Research Question 2: How does each cohort cope with these challenges?
Data Gathering and Analysis
In order to gain the perspectives of individuals who have already experienced the decision-making process, we engaged in purposeful sampling, recruiting participants who are currently residents (and children of residents) in the independent living sections of continuum-of-care facilities. By studying families whose parents have already moved to the facility, we were able to examine family members’ retrospective accounts of the decision as well as the decisional outcomes. This offers the benefit of family members being able to discuss their decision-making process in its entirety. Focusing on residents of independent living helped us ensure that the parent had some input or prior knowledge of the move and would also be more likely to recall his or her communication and concerns surrounding the decision to move.
Thus, the first author interviewed current residents and children of residents at two continuum-of-care facilities located in mid-sized Midwestern cities, Carrington Village and Woodberry Place. Both facilities have been given pseudonyms for the purposes of maintaining participant confidentiality. Administrators at both facilities agreed to send recruitment letters to residents and family members listed as the primary contact for each resident. Interested individuals were invited to call or e-mail the author directly. Recruitment letters were mailed with an accompanying letter from the administrator introducing the study and encouraging participation. All procedures were reviewed and approved by the appropriate institutional review boards (IRBs).
Forty-four older adults were interviewed. Of these 44 participants, 20 were residents of the first facility and 24 were residents of the second. The average age of the participants was 84.6. The youngest individual was 65 and the oldest was 94. The average length of residence for these participants was 4 years, with the shortest length being 4 months and the longest being 16 years. Additionally, 12 adult daughters of residents were interviewed. Their average age was 58.2. The average age for their parents was 87.1. The parents had lived at their respective facilities for an average of 4 years, with the shortest duration being 6 months and the longest being 6 years. Each participant was interviewed individually using a loosely scheduled open-ended format. Interviews lasted between 45 and 90 min and took place in the participants’ homes or in a public area at the care facility. The interviews were digitally voice recorded and later transcribed verbatim. Confidentiality was guaranteed for all participants.
Approach to Analysis
Rather than creating a universal theory, the goal of the analysis was to understand the phenomenon under study and identify patterns of communication and coping (Strauss & Corbin, 1998). Thus, the interview data were analyzed using techniques that are not strictly inductive or deductive but rather abductive in nature (Miles & Huberman, 1994). The abductive approach recognizes the value of understanding participants’ experiences from their perspective and through their voices. Abduction assists the researcher in moving from participant accounts to theoretical description of the observed patterns using concepts or themes derived from existing literature. The researchers can then add to, clarify, revise, or in other ways further illuminate the suggested themes based on the ideas and interpretations that emerge from the data.
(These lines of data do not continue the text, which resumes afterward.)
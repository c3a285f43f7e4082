use std::fmt;

/// Synchronous exceptions. The payload, where present, is the value written
/// to `xtval` when the trap is taken.
#[derive(Debug, Clone, Copy, PartialEq, Eq)]
pub enum Exception {
    InstructionAddressMisaligned(u64),
    InstructionAccessFault(u64),
    IllegalInstruction(u64),
    Breakpoint(u64),
    LoadAddressMisaligned(u64),
    LoadAccessFault(u64),
    StoreAmoAddressMisaligned(u64),
    StoreAmoAccessFault(u64),
    EnvironmentCallFromUMode,
    EnvironmentCallFromSMode,
    EnvironmentCallFromMMode,
    InstructionPageFault(u64),
    LoadPageFault(u64),
    StoreAmoPageFault(u64),
}

impl Exception {
    /// Exception code as written to `xcause`.
    pub fn code(&self) -> u64 {
        match self {
            Exception::InstructionAddressMisaligned(_) => 0,
            Exception::InstructionAccessFault(_) => 1,
            Exception::IllegalInstruction(_) => 2,
            Exception::Breakpoint(_) => 3,
            Exception::LoadAddressMisaligned(_) => 4,
            Exception::LoadAccessFault(_) => 5,
            Exception::StoreAmoAddressMisaligned(_) => 6,
            Exception::StoreAmoAccessFault(_) => 7,
            Exception::EnvironmentCallFromUMode => 8,
            Exception::EnvironmentCallFromSMode => 9,
            Exception::EnvironmentCallFromMMode => 11,
            Exception::InstructionPageFault(_) => 12,
            Exception::LoadPageFault(_) => 13,
            Exception::StoreAmoPageFault(_) => 15,
        }
    }

    pub fn value(&self) -> u64 {
        match *self {
            Exception::InstructionAddressMisaligned(v)
            | Exception::InstructionAccessFault(v)
            | Exception::IllegalInstruction(v)
            | Exception::Breakpoint(v)
            | Exception::LoadAddressMisaligned(v)
            | Exception::LoadAccessFault(v)
            | Exception::StoreAmoAddressMisaligned(v)
            | Exception::StoreAmoAccessFault(v)
            | Exception::InstructionPageFault(v)
            | Exception::LoadPageFault(v)
            | Exception::StoreAmoPageFault(v) => v,
            Exception::EnvironmentCallFromUMode
            | Exception::EnvironmentCallFromSMode
            | Exception::EnvironmentCallFromMMode => 0,
        }
    }

    /// Exceptions that end the run once the trap has been recorded.
    ///
    /// A bare program that returns to address 0 ends here with an
    /// instruction access fault.
    pub fn is_fatal(&self) -> bool {
        matches!(
            self,
            Exception::InstructionAddressMisaligned(_)
                | Exception::InstructionAccessFault(_)
                | Exception::LoadAccessFault(_)
                | Exception::StoreAmoAddressMisaligned(_)
                | Exception::StoreAmoAccessFault(_)
        )
    }
}

impl fmt::Display for Exception {
    fn fmt(&self, f: &mut fmt::Formatter<'_>) -> fmt::Result {
        let name = match self {
            Exception::InstructionAddressMisaligned(_) => "instruction address misaligned",
            Exception::InstructionAccessFault(_) => "instruction access fault",
            Exception::IllegalInstruction(_) => "illegal instruction",
            Exception::Breakpoint(_) => "breakpoint",
            Exception::LoadAddressMisaligned(_) => "load address misaligned",
            Exception::LoadAccessFault(_) => "load access fault",
            Exception::StoreAmoAddressMisaligned(_) => "store/AMO address misaligned",
            Exception::StoreAmoAccessFault(_) => "store/AMO access fault",
            Exception::EnvironmentCallFromUMode => "environment call from U-mode",
            Exception::EnvironmentCallFromSMode => "environment call from S-mode",
            Exception::EnvironmentCallFromMMode => "environment call from M-mode",
            Exception::InstructionPageFault(_) => "instruction page fault",
            Exception::LoadPageFault(_) => "load page fault",
            Exception::StoreAmoPageFault(_) => "store/AMO page fault",
        };
        write!(f, "{} (cause {}, tval 0x{:x})", name, self.code(), self.value())
    }
}

impl std::error::Error for Exception {}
Thus, for this study the concepts from PI theory were understood as sensitizing concepts used to provide initial guidelines that were built upon as data analysis continued (Blumer, 1969; Miles & Huberman, 1994).
PI can be discerned in research even when it is not recognized by the research participants themselves (Babrow, 2004; Babrow & Dutta-Bergman, 2003; Gill & Babrow, 2007). The authors used both direct and indirect methods for assessing the meanings each participant attached to his or her experiences. While direct assessment refers exclusively to respondents’ recognition of contradictions, uncertainties, and so on, indirect assessment accesses a latent state by allowing the researcher to gather and link contradictory reports or concerns and then interpret the respondent as being ambivalent or uncertain (Lettke & Klein, 2004; Luscher, 2004). Both direct recognitions of PI and latent experiences of PI were elicited through interview questions and interpretation of the interview data.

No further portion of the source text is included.